====== DATA SHOWN

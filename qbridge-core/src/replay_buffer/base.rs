use super::{ReplayBufferConfig, TransitionBatch};
use crate::QbridgeError;
use anyhow::Result;
use rand::{rngs::StdRng, RngCore, SeedableRng};

/// One observed `(state, action, reward, next_state, terminal)` tuple.
#[derive(Debug, Clone, PartialEq)]
pub struct Transition {
    /// State vector at time `t`.
    pub state: Vec<f32>,

    /// Identifier of the action taken at time `t`.
    pub action: i64,

    /// Reward observed after taking the action.
    pub reward: f32,

    /// State vector at time `t + 1`.
    pub next_state: Vec<f32>,

    /// Whether this transition closes a pseudo-episode.
    pub is_terminal: bool,
}

/// Fixed-capacity ring of transitions with uniform sampling.
///
/// `push` always succeeds in O(1) and overwrites the oldest slot once the
/// capacity is reached. `sample` draws with replacement from the first
/// `len()` slots, never from uninitialized ones.
pub struct ReplayBuffer {
    /// Maximum number of transitions that can be stored.
    capacity: usize,

    /// Current insertion index.
    i: usize,

    /// Current number of stored transitions.
    size: usize,

    /// Storage for transitions.
    data: Vec<Transition>,

    /// Random number generator for sampling.
    rng: StdRng,
}

impl ReplayBuffer {
    /// Creates an empty store with the given configuration.
    pub fn build(config: &ReplayBufferConfig) -> Self {
        Self {
            capacity: config.capacity,
            i: 0,
            size: 0,
            data: Vec::with_capacity(config.capacity),
            rng: StdRng::seed_from_u64(config.seed),
        }
    }

    /// Returns the current number of stored transitions.
    pub fn len(&self) -> usize {
        self.size
    }

    /// Returns `true` until the first push.
    pub fn is_empty(&self) -> bool {
        self.size == 0
    }

    /// Maximum number of transitions the store can hold.
    pub fn capacity(&self) -> usize {
        self.capacity
    }

    /// Adds a transition, overwriting the oldest slot once full.
    pub fn push(&mut self, tr: Transition) {
        if self.size < self.capacity {
            self.data.push(tr);
        } else {
            self.data[self.i] = tr;
        }
        self.i = (self.i + 1) % self.capacity;
        self.size = (self.size + 1).min(self.capacity);
    }

    /// Draws `n` transitions uniformly with replacement.
    ///
    /// Fails with [`QbridgeError::InsufficientData`] while the store is
    /// empty. Duplicates within one batch are expected while `len() < n`.
    pub fn sample(&mut self, n: usize) -> Result<TransitionBatch> {
        if self.size == 0 {
            return Err(QbridgeError::InsufficientData.into());
        }
        let ixs = (0..n)
            .map(|_| (self.rng.next_u32() as usize) % self.size)
            .collect::<Vec<_>>();
        Ok(TransitionBatch::from_indices(&self.data, &ixs))
    }
}

#[cfg(test)]
mod tests {
    use super::*;

    fn transition(tag: f32) -> Transition {
        Transition {
            state: vec![tag, tag],
            action: tag as i64,
            reward: tag,
            next_state: vec![tag + 1.0, tag + 1.0],
            is_terminal: false,
        }
    }

    #[test]
    fn overwrites_oldest_when_full() {
        let config = ReplayBufferConfig::default().capacity(4);
        let mut buffer = ReplayBuffer::build(&config);
        for k in 0..6 {
            buffer.push(transition(k as f32));
        }
        assert_eq!(buffer.len(), 4);

        // Slots 0 and 1 were reused for transitions 4 and 5.
        let tags = buffer.data.iter().map(|tr| tr.action).collect::<Vec<_>>();
        assert_eq!(tags, vec![4, 5, 2, 3]);
    }

    #[test]
    fn sample_is_bounded_by_size() {
        let config = ReplayBufferConfig::default().capacity(8);
        let mut buffer = ReplayBuffer::build(&config);
        buffer.push(transition(0.0));
        buffer.push(transition(1.0));

        let batch = buffer.sample(64).unwrap();
        assert_eq!(batch.len(), 64);
        assert_eq!(batch.state_dim, 2);
        for a in batch.actions {
            assert!(a == 0 || a == 1);
        }
    }

    #[test]
    fn sample_on_empty_store_fails() {
        let mut buffer = ReplayBuffer::build(&ReplayBufferConfig::default());
        let err = buffer.sample(1).unwrap_err();
        assert!(matches!(
            err.downcast_ref::<QbridgeError>(),
            Some(QbridgeError::InsufficientData)
        ));
    }
}
//! Multilayer perceptron scoring one (state, action) pair per row.
mod base;
mod config;
pub use base::Mlp;
use candle_core::Tensor;
use candle_nn::{Linear, Module};
pub use config::MlpConfig;

fn mlp_forward(xs: Tensor, layers: &[Linear]) -> Result<Tensor, candle_core::Error> {
    let n_layers = layers.len();
    let mut xs = xs;

    for layer in layers.iter().take(n_layers - 1) {
        xs = layer.forward(&xs)?.relu()?;
    }

    layers[n_layers - 1].forward(&xs)
}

============

→ **ASSIGNMENT**: Only a number is expected here: how many lines above contain the word "vector".

→ **ANSWER BOX**: 2